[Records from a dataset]
Content starts

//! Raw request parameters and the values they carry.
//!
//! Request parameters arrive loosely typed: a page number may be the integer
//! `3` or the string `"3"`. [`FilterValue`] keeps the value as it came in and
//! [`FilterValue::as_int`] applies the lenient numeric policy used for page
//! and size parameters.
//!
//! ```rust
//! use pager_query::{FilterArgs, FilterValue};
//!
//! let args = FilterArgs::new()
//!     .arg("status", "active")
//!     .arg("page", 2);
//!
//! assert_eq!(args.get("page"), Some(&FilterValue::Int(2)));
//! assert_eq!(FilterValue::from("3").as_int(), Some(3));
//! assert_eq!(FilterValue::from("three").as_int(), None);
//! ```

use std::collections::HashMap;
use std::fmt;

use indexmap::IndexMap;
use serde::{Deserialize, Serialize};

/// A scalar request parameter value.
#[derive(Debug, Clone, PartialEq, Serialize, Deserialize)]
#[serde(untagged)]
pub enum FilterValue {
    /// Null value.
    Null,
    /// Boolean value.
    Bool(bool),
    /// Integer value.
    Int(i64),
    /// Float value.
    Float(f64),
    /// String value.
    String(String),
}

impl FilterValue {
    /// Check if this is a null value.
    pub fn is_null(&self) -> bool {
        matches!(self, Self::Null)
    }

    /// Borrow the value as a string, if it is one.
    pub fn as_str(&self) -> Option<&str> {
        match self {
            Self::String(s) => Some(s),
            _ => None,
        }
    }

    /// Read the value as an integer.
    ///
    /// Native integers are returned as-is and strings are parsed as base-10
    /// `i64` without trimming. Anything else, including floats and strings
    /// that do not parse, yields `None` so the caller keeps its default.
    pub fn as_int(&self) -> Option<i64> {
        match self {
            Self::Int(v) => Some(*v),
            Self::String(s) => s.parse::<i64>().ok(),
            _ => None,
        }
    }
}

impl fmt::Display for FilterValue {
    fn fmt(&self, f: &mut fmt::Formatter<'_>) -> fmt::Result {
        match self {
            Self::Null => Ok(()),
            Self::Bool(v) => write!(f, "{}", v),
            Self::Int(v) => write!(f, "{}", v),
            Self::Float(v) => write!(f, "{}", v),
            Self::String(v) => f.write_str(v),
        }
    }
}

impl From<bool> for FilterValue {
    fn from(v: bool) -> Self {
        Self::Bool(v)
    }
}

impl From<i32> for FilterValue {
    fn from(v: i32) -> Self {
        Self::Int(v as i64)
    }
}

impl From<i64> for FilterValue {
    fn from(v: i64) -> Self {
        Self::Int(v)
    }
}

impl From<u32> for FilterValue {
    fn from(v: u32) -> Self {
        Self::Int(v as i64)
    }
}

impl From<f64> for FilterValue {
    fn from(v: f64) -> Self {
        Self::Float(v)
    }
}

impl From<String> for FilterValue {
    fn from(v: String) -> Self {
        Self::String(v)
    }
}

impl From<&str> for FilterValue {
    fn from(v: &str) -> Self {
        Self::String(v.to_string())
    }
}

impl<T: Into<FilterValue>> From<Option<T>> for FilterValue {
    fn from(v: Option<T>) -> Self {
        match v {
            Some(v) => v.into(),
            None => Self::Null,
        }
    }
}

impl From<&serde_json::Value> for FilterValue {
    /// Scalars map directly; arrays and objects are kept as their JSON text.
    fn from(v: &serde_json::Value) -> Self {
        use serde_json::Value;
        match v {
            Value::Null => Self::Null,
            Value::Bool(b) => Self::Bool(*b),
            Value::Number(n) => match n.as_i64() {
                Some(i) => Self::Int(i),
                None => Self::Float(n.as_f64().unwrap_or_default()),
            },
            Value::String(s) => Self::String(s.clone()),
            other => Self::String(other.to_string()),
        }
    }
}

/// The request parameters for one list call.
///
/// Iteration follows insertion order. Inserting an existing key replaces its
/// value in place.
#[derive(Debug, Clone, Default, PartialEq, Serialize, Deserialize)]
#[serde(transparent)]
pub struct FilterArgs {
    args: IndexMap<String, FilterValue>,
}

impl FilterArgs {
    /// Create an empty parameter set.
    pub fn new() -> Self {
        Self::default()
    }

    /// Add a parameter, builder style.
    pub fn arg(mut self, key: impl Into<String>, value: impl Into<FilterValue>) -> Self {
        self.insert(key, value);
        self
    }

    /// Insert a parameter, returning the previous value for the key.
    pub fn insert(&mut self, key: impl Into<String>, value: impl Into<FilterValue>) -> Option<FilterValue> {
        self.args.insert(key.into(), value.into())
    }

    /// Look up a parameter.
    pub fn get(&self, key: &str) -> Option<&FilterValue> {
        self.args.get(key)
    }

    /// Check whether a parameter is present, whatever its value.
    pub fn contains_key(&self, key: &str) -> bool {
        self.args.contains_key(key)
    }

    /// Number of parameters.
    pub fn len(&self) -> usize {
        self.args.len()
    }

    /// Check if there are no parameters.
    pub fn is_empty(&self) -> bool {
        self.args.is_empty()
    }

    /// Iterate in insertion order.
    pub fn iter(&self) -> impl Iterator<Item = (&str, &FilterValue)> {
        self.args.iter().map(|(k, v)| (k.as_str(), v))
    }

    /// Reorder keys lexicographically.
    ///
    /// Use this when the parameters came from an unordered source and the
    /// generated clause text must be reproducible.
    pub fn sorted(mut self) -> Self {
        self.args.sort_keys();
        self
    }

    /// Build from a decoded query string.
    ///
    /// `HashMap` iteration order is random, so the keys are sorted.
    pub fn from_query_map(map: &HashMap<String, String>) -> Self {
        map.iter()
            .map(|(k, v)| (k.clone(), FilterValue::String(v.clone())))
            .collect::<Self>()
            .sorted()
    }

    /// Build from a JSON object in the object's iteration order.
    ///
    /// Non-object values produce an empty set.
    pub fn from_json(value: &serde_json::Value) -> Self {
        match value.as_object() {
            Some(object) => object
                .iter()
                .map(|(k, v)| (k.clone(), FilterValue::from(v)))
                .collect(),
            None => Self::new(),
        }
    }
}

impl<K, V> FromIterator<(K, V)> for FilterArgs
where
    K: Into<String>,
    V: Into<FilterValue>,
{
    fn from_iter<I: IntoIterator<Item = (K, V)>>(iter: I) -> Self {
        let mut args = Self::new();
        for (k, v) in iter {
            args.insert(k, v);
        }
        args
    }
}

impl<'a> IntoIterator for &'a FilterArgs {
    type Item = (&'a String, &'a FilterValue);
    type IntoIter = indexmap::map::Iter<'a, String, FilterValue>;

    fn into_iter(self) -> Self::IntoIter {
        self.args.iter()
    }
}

Content ends

Required action: The lines to copy are those in the records above containing the word "strings".

Reply:
    /// Native integers are returned as-is and strings are parsed as base-10
    /// `i64` without trimming. Anything else, including floats and strings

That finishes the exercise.